WORK REQUIRED: From the first line to the last, copy the listing below word for word.

BEGIN

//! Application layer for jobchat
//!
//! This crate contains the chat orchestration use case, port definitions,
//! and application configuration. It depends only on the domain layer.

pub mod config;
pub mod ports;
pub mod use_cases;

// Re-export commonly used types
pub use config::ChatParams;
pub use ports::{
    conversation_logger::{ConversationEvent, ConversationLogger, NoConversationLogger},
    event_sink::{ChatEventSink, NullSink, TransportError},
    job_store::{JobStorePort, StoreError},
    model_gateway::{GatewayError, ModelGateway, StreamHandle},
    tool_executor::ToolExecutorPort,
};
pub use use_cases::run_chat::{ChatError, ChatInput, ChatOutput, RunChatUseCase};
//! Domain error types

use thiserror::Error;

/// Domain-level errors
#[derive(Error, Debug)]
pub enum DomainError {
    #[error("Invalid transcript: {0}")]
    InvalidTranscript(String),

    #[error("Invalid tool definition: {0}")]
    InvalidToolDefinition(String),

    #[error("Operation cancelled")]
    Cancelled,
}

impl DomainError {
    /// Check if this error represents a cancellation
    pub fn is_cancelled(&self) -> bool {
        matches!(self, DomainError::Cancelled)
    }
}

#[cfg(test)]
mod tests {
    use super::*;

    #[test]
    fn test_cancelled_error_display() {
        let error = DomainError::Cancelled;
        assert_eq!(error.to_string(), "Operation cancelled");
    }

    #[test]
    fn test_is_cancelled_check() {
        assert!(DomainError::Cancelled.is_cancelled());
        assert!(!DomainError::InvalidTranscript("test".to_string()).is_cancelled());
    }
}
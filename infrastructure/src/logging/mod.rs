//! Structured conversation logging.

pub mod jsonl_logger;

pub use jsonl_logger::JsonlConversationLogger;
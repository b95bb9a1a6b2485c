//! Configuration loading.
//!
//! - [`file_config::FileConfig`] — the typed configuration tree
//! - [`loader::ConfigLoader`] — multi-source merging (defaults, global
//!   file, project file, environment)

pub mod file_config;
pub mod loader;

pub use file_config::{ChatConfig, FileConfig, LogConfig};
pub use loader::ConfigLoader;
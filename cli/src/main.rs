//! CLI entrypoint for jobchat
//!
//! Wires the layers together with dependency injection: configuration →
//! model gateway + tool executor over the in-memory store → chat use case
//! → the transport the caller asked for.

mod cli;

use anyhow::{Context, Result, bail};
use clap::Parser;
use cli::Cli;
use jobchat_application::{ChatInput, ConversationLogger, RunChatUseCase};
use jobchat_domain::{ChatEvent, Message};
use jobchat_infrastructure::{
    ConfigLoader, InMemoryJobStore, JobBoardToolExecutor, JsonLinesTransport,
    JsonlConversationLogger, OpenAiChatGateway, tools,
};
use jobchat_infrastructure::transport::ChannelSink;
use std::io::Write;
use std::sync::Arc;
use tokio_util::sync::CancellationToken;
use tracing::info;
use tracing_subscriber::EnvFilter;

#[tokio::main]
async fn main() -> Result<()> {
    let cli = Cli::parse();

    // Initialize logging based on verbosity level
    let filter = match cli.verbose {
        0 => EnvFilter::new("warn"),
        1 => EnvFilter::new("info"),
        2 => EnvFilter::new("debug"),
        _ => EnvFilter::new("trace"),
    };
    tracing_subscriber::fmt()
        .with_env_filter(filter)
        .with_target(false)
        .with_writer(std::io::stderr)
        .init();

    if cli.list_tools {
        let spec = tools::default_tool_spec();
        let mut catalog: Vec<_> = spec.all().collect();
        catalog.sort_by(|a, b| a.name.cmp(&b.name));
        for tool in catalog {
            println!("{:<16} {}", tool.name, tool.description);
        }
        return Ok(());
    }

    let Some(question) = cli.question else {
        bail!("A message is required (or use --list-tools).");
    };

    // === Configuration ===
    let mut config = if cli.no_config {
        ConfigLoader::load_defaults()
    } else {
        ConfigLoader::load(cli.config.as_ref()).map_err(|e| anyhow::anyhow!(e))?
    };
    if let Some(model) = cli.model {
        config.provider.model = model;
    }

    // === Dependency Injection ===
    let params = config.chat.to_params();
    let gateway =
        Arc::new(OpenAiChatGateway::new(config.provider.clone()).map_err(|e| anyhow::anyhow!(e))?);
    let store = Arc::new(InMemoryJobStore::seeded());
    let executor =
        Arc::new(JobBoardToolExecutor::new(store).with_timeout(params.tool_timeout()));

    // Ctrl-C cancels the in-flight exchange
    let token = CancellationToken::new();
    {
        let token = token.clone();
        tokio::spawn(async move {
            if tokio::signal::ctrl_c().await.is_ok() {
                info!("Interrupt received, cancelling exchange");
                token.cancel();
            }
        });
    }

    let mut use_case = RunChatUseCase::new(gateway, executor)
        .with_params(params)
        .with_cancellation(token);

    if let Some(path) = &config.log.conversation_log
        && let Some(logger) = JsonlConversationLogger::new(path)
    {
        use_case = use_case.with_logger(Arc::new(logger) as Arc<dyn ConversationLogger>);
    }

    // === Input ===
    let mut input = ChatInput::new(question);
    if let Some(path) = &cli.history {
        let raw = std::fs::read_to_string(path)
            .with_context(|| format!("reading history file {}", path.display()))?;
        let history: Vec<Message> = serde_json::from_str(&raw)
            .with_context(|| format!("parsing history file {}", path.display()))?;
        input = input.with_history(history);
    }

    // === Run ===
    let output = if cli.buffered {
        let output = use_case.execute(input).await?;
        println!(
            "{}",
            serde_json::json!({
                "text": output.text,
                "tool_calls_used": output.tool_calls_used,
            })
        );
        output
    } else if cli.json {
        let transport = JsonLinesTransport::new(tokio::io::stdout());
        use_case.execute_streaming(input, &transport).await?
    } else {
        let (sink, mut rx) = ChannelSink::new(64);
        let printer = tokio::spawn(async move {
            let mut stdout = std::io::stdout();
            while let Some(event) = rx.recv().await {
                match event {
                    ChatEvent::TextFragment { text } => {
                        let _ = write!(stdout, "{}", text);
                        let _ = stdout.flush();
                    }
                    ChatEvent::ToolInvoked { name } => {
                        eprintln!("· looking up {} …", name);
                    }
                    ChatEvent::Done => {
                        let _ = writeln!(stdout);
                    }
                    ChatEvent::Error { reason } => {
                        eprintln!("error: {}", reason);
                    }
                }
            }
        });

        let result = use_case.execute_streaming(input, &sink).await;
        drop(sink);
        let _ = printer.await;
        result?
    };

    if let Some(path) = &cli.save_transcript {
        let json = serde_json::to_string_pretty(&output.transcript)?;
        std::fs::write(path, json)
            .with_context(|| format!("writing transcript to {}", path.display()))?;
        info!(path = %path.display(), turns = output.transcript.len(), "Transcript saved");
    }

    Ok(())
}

END

EXPECTED OUTPUT:
//! Application layer for jobchat
//!
//! This crate contains the chat orchestration use case, port definitions,
//! and application configuration. It depends only on the domain layer.

pub mod config;
pub mod ports;
pub mod use_cases;

// Re-export commonly used types
pub use config::ChatParams;
pub use ports::{
    conversation_logger::{ConversationEvent, ConversationLogger, NoConversationLogger},
    event_sink::{ChatEventSink, NullSink, TransportError},
    job_store::{JobStorePort, StoreError},
    model_gateway::{GatewayError, ModelGateway, StreamHandle},
    tool_executor::ToolExecutorPort,
};
pub use use_cases::run_chat::{ChatError, ChatInput, ChatOutput, RunChatUseCase};
//! Domain error types

use thiserror::Error;

/// Domain-level errors
#[derive(Error, Debug)]
pub enum DomainError {
    #[error("Invalid transcript: {0}")]
    InvalidTranscript(String),

    #[error("Invalid tool definition: {0}")]
    InvalidToolDefinition(String),

    #[error("Operation cancelled")]
    Cancelled,
}

impl DomainError {
    /// Check if this error represents a cancellation
    pub fn is_cancelled(&self) -> bool {
        matches!(self, DomainError::Cancelled)
    }
}

#[cfg(test)]
mod tests {
    use super::*;

    #[test]
    fn test_cancelled_error_display() {
        let error = DomainError::Cancelled;
        assert_eq!(error.to_string(), "Operation cancelled");
    }

    #[test]
    fn test_is_cancelled_check() {
        assert!(DomainError::Cancelled.is_cancelled());
        assert!(!DomainError::InvalidTranscript("test".to_string()).is_cancelled());
    }
}
filename infrastructure/src/logging/mod.rs
//! Structured conversation logging.

pub mod jsonl_logger;

pub use jsonl_logger::JsonlConversationLogger;
repository b95bb9a1a6b2485c
//! Configuration loading.
//!
//! - [`file_config::FileConfig`] — the typed configuration tree
//! - [`loader::ConfigLoader`] — multi-source merging (defaults, global
//!   file, project file, environment)

pub mod file_config;
pub mod loader;

pub use file_config::{ChatConfig, FileConfig, LogConfig};
pub use loader::ConfigLoader;
filename cli/src/main.rs
//! CLI entrypoint for jobchat
//!
//! Wires the layers together with dependency injection: configuration →
//! model gateway + tool executor over the in-memory store → chat use case
//! → the transport the caller asked for.

mod cli;

use anyhow::{Context, Result, bail};
use clap::Parser;
use cli::Cli;
use jobchat_application::{ChatInput, ConversationLogger, RunChatUseCase};
use jobchat_domain::{ChatEvent, Message};
use jobchat_infrastructure::{
    ConfigLoader, InMemoryJobStore, JobBoardToolExecutor, JsonLinesTransport,
    JsonlConversationLogger, OpenAiChatGateway, tools,
};
use jobchat_infrastructure::transport::ChannelSink;
use std::io::Write;
use std::sync::Arc;
use tokio_util::sync::CancellationToken;
use tracing::info;
use tracing_subscriber::EnvFilter;

#[tokio::main]
async fn main() -> Result<()> {
    let cli = Cli::parse();

    // Initialize logging based on verbosity level
    let filter = match cli.verbose {
        0 => EnvFilter::new("warn"),
        1 => EnvFilter::new("info"),
        2 => EnvFilter::new("debug"),
        _ => EnvFilter::new("trace"),
    };
    tracing_subscriber::fmt()
        .with_env_filter(filter)
        .with_target(false)
        .with_writer(std::io::stderr)
        .init();

    if cli.list_tools {
        let spec = tools::default_tool_spec();
        let mut catalog: Vec<_> = spec.all().collect();
        catalog.sort_by(|a, b| a.name.cmp(&b.name));
        for tool in catalog {
            println!("{:<16} {}", tool.name, tool.description);
        }
        return Ok(());
    }

    let Some(question) = cli.question else {
        bail!("A message is required (or use --list-tools).");
    };

    // === Configuration ===
    let mut config = if cli.no_config {
        ConfigLoader::load_defaults()
    } else {
        ConfigLoader::load(cli.config.as_ref()).map_err(|e| anyhow::anyhow!(e))?
    };
    if let Some(model) = cli.model {
        config.provider.model = model;
    }

    // === Dependency Injection ===
    let params = config.chat.to_params();
    let gateway =
        Arc::new(OpenAiChatGateway::new(config.provider.clone()).map_err(|e| anyhow::anyhow!(e))?);
    let store = Arc::new(InMemoryJobStore::seeded());
    let executor =
        Arc::new(JobBoardToolExecutor::new(store).with_timeout(params.tool_timeout()));

    // Ctrl-C cancels the in-flight exchange
    let token = CancellationToken::new();
    {
        let token = token.clone();
        tokio::spawn(async move {
            if tokio::signal::ctrl_c().await.is_ok() {
                info!("Interrupt received, cancelling exchange");
                token.cancel();
            }
        });
    }

    let mut use_case = RunChatUseCase::new(gateway, executor)
        .with_params(params)
        .with_cancellation(token);

    if let Some(path) = &config.log.conversation_log
        && let Some(logger) = JsonlConversationLogger::new(path)
    {
        use_case = use_case.with_logger(Arc::new(logger) as Arc<dyn ConversationLogger>);
    }

    // === Input ===
    let mut input = ChatInput::new(question);
    if let Some(path) = &cli.history {
        let raw = std::fs::read_to_string(path)
            .with_context(|| format!("reading history file {}", path.display()))?;
        let history: Vec<Message> = serde_json::from_str(&raw)
            .with_context(|| format!("parsing history file {}", path.display()))?;
        input = input.with_history(history);
    }

    // === Run ===
    let output = if cli.buffered {
        let output = use_case.execute(input).await?;
        println!(
            "{}",
            serde_json::json!({
                "text": output.text,
                "tool_calls_used": output.tool_calls_used,
            })
        );
        output
    } else if cli.json {
        let transport = JsonLinesTransport::new(tokio::io::stdout());
        use_case.execute_streaming(input, &transport).await?
    } else {
        let (sink, mut rx) = ChannelSink::new(64);
        let printer = tokio::spawn(async move {
            let mut stdout = std::io::stdout();
            while let Some(event) = rx.recv().await {
                match event {
                    ChatEvent::TextFragment { text } => {
                        let _ = write!(stdout, "{}", text);
                        let _ = stdout.flush();
                    }
                    ChatEvent::ToolInvoked { name } => {
                        eprintln!("· looking up {} …", name);
                    }
                    ChatEvent::Done => {
                        let _ = writeln!(stdout);
                    }
                    ChatEvent::Error { reason } => {
                        eprintln!("error: {}", reason);
                    }
                }
            }
        });

        let result = use_case.execute_streaming(input, &sink).await;
        drop(sink);
        let _ = printer.await;
        result?
    };

    if let Some(path) = &cli.save_transcript {
        let json = serde_json::to_string_pretty(&output.transcript)?;
        std::fs::write(path, json)
            .with_context(|| format!("writing transcript to {}", path.display()))?;
        info!(path = %path.display(), turns = output.transcript.len(), "Transcript saved");
    }

    Ok(())
}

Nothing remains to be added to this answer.